In reality, of course, the United States would seem to have no choice but to respond in this manner. Not only is necessary to keep restless Pacific allies like Japan, South Korea, and Australia from getting any more concerned about China than they already are, but it would also seem to be necessary to prevent those nations, alone or together, from acting in a manner that would likely only provoke the Chinese to act either in the East China Sea or with regard to the ongoing disputes about largely uninhabited and seemingly barren islands in the South China Sea. Additionally, ceding China’s authority to expand its territorial claims in this unilateral manner would likely only provide an incentive for them to do so elsewhere, either in the air or on the sea, thus making the risk of future confrontations all the more likely.

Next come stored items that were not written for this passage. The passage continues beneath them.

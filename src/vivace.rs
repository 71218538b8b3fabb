//! Application coordinator that manages the complete lifecycle of the lock screen.
//!
//! This module handles resource acquisition, initialization, and orchestration of the
//! terminal host. It manages:
//! - Optional file logging
//! - Configuration loading
//! - Lock file management for single-instance enforcement
//! - Signal handler setup
//! - Session detection (username and password marker)
//!
//! The `Vivace` struct uses a builder pattern:
//! - Normal startup: `Vivace::new(debug_enabled).run()`
//! - Custom marker location: `Vivace::new(false).with_data_dir(dir).run()`

use anyhow::{Context, Result};
use std::path::PathBuf;

use crate::{
    common::{logger::Log, utils::private_path},
    config::Config,
    core::{Core, CoreParams, Scheduler},
    io::{
        lock::{acquire_lock, default_lock_path},
        session::Session,
        signals::setup_signal_handler,
    },
    render::SceneRenderer,
    terminal,
    time::source,
};

/// Builder for configuring and running the interactive lock screen.
///
/// # Examples
///
/// ```no_run
/// use vivace::Vivace;
///
/// # fn main() -> anyhow::Result<()> {
/// Vivace::new(false)
///     .with_log_file(Some("/tmp/vivace.log".to_string()))
///     .run()?;
/// # Ok(())
/// # }
/// ```
pub struct Vivace {
    debug_enabled: bool,
    data_dir: Option<PathBuf>,
    log_file: Option<String>,
}

impl Vivace {
    /// Create a new runner with defaults matching a normal run
    pub fn new(debug_enabled: bool) -> Self {
        Self {
            debug_enabled,
            data_dir: None,
            log_file: None,
        }
    }

    /// Keep the password marker under `dir` instead of the user data directory
    pub fn with_data_dir(mut self, dir: Option<PathBuf>) -> Self {
        self.data_dir = dir;
        self
    }

    /// Keep logging to `path` while the lock screen owns the terminal
    pub fn with_log_file(mut self, path: Option<String>) -> Self {
        self.log_file = path;
        self
    }

    /// Execute the application with the configured settings.
    ///
    /// Logging to stdout would tear through the alternate screen, so without a log
    /// file it is paused between taking over the terminal and restoring it.
    pub fn run(self) -> Result<()> {
        let _log_guard = match &self.log_file {
            Some(path) => Some(
                Log::start_file_logging(path.clone())
                    .with_context(|| format!("Failed to start logging to {path}"))?,
            ),
            None => None,
        };

        log_version!();
        if self.debug_enabled {
            log_pipe!();
            log_debug!("Debug mode enabled - showing detailed state changes");
        }

        let config = Config::load()?;
        config.log_config();

        let lock = acquire_lock(&default_lock_path())?;
        log_block_start!("Lock acquired at {}", private_path(lock.path()));

        let signal_state = setup_signal_handler(self.debug_enabled)?;

        let session = Session::detect(self.data_dir.as_deref());

        let now = source::monotonic();
        let core = Core::new(
            CoreParams {
                renderer: Box::new(
                    SceneRenderer::new(config.idle_threshold_ms())
                        .with_clock(config.date_format(), config.show_seconds()),
                ),
                username: session.username.clone(),
                animation_duration_ms: config.animation_duration_ms(),
                idle_threshold_ms: config.idle_threshold_ms(),
                debug_enabled: self.debug_enabled,
            },
            now,
        );
        let scheduler = Scheduler::new(config.timer_period_ms(), config.frame_interval_ms(), now);

        log_block_start!("Showing the lock screen for {}", session.username);
        if self.log_file.is_none() {
            log_indented!("Output resumes when the lock screen closes (use --log to follow it)");
            Log::set_enabled(false);
        }

        let result = terminal::run(core, scheduler, &signal_state, self.debug_enabled);
        Log::set_enabled(true);

        if let Err(e) = lock.release() {
            log_warning!("Failed to release the lock file: {e}");
        }

        result?;

        log_block_start!("Lock screen closed");
        log_end!();
        Ok(())
    }
}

The question, of course, is where things go from here. The Chinese seem quite eager to stretch their muscles, and their territorial claims, but one wonders how eager they are for direct or even indirect confrontation with the United States and its Pacific allies. To some extent, of course, the events of the last week are likely a test of both U.S. resolve and of the strength of the ties between the U.S. and those allies. So far at least, the message to Beijing seems to be quite consistent, starting with the decision to fly a pair of B-52s right through the middle of the newly declared defense zone just last week to Biden’s words today. Yes, it’s true that the United States has recommended that commercial carriers comply with the Chinese requests for notification, as have other nations in the area. However, as James Joyner noted earlier this week, this seems to be motivated by prudence above all else. After all, the last thing anyone needs is a repeat of the KAL 007 tragedy that helped to increase Cold War tensions with the Soviet Union during an already tense point in history. When it comes to international shipping and, especially, military flights, though, I expect we’ll see the U.S. stand by its traditional position of freedom of the seas and freedom of movement. How the Chinese respond to that in the future will go a long way toward determining whether this becomes a hotter conflict or whether it remains little more than a means for the leadership in Beijing to keep whipping up Chinese nationalism among a restive population.